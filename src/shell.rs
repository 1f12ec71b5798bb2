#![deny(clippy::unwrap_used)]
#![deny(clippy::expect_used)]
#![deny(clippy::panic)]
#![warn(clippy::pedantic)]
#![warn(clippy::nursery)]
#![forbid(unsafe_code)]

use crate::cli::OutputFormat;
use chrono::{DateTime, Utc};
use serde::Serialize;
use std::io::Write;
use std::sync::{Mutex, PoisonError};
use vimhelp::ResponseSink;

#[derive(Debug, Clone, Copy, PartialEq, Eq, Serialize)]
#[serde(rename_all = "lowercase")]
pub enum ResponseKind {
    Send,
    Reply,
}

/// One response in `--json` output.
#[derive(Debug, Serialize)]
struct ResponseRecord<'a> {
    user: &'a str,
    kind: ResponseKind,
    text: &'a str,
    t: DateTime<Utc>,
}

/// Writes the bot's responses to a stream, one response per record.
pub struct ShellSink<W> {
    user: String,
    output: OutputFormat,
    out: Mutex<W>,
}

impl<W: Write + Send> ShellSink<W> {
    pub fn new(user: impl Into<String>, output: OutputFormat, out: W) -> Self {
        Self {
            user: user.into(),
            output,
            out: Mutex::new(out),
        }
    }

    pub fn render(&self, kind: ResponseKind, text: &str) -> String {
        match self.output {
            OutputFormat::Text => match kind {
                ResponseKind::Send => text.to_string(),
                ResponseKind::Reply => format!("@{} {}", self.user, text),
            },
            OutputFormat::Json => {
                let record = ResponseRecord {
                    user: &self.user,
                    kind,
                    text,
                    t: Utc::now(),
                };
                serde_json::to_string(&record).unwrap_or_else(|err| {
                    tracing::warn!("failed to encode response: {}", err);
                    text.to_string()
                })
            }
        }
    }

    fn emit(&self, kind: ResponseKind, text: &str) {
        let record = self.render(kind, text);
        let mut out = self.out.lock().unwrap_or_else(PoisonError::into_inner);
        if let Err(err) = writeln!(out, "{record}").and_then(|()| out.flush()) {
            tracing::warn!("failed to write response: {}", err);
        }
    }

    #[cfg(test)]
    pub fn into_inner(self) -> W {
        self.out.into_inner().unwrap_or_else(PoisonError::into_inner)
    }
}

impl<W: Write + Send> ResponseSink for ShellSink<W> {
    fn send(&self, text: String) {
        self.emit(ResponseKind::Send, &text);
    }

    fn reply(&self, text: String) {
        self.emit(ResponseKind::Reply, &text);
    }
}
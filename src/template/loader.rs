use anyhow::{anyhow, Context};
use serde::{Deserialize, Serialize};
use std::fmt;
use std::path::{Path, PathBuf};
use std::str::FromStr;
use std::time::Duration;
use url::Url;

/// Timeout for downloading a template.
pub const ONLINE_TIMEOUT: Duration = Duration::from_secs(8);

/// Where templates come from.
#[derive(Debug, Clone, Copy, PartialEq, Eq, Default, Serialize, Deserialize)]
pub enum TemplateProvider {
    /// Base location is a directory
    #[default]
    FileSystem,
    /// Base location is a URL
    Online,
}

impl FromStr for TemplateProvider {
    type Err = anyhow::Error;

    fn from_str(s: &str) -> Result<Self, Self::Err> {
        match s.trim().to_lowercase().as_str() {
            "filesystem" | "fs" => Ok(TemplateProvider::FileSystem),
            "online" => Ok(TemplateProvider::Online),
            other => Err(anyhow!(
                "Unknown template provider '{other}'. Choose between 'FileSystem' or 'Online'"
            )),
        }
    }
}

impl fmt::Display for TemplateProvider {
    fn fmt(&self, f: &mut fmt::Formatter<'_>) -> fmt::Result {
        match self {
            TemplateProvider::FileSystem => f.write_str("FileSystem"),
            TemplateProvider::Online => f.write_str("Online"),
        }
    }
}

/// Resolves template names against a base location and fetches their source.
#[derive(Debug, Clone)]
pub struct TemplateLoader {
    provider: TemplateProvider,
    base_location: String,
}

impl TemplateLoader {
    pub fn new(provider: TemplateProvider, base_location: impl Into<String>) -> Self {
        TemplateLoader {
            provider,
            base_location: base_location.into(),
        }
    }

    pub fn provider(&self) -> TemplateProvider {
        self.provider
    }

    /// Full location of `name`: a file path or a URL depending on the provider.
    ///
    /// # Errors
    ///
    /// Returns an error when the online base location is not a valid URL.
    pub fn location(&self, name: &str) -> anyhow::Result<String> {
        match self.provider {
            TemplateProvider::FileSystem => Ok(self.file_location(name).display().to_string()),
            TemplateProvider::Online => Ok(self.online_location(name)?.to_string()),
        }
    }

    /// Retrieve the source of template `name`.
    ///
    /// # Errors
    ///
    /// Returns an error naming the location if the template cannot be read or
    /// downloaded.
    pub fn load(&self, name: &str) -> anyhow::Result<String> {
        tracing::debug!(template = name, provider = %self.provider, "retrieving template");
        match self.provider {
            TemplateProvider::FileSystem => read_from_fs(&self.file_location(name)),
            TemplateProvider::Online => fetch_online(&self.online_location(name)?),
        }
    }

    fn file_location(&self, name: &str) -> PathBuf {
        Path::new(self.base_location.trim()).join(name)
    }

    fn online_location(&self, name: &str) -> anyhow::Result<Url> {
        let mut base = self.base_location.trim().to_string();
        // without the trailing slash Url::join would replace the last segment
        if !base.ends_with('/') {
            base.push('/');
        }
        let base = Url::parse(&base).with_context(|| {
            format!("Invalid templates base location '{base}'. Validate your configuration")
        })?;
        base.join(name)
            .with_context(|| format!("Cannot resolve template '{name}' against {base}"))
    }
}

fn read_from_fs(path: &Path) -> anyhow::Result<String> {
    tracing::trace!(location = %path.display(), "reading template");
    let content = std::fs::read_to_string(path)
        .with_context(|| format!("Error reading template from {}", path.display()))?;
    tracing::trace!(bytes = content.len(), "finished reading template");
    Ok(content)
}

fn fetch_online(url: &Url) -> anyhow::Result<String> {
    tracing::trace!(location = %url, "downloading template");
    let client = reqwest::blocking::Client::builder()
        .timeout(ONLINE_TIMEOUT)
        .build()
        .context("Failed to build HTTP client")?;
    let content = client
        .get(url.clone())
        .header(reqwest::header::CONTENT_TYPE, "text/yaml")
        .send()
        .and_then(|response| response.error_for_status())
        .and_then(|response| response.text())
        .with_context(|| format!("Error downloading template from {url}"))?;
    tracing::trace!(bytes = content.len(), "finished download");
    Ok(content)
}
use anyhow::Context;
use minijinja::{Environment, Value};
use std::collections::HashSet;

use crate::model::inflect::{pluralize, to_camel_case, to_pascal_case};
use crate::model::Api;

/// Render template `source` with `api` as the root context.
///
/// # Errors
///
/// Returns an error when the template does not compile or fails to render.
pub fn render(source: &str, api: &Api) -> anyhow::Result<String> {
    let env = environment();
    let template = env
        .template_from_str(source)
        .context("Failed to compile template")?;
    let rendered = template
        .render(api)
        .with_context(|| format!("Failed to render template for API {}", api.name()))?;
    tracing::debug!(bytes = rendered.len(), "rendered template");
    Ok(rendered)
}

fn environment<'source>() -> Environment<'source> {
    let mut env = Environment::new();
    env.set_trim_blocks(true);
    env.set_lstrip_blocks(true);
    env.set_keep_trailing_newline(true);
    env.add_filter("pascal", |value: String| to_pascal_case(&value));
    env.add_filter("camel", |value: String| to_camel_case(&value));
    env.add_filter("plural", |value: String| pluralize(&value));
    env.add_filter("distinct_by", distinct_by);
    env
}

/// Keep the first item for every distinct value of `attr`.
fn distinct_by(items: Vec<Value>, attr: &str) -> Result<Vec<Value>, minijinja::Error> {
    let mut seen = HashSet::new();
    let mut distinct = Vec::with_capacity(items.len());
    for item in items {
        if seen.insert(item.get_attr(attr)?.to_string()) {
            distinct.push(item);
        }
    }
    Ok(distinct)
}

______________________________

DIRECTIONS:
When you answer, output each line of the data exactly as given, from its first line up to and including the one with "response per record.".

TASK RESULT:
filename src/shell.rs
repository 1f12ec71b5798bb2
#![deny(clippy::unwrap_used)]
#![deny(clippy::expect_used)]
#![deny(clippy::panic)]
#![warn(clippy::pedantic)]
#![warn(clippy::nursery)]
#![forbid(unsafe_code)]

use crate::cli::OutputFormat;
use chrono::{DateTime, Utc};
use serde::Serialize;
use std::io::Write;
use std::sync::{Mutex, PoisonError};
use vimhelp::ResponseSink;

#[derive(Debug, Clone, Copy, PartialEq, Eq, Serialize)]
#[serde(rename_all = "lowercase")]
pub enum ResponseKind {
    Send,
    Reply,
}

/// One response in `--json` output.
#[derive(Debug, Serialize)]
struct ResponseRecord<'a> {
    user: &'a str,
    kind: ResponseKind,
    text: &'a str,
    t: DateTime<Utc>,
}

/// Writes the bot's responses to a stream, one response per record.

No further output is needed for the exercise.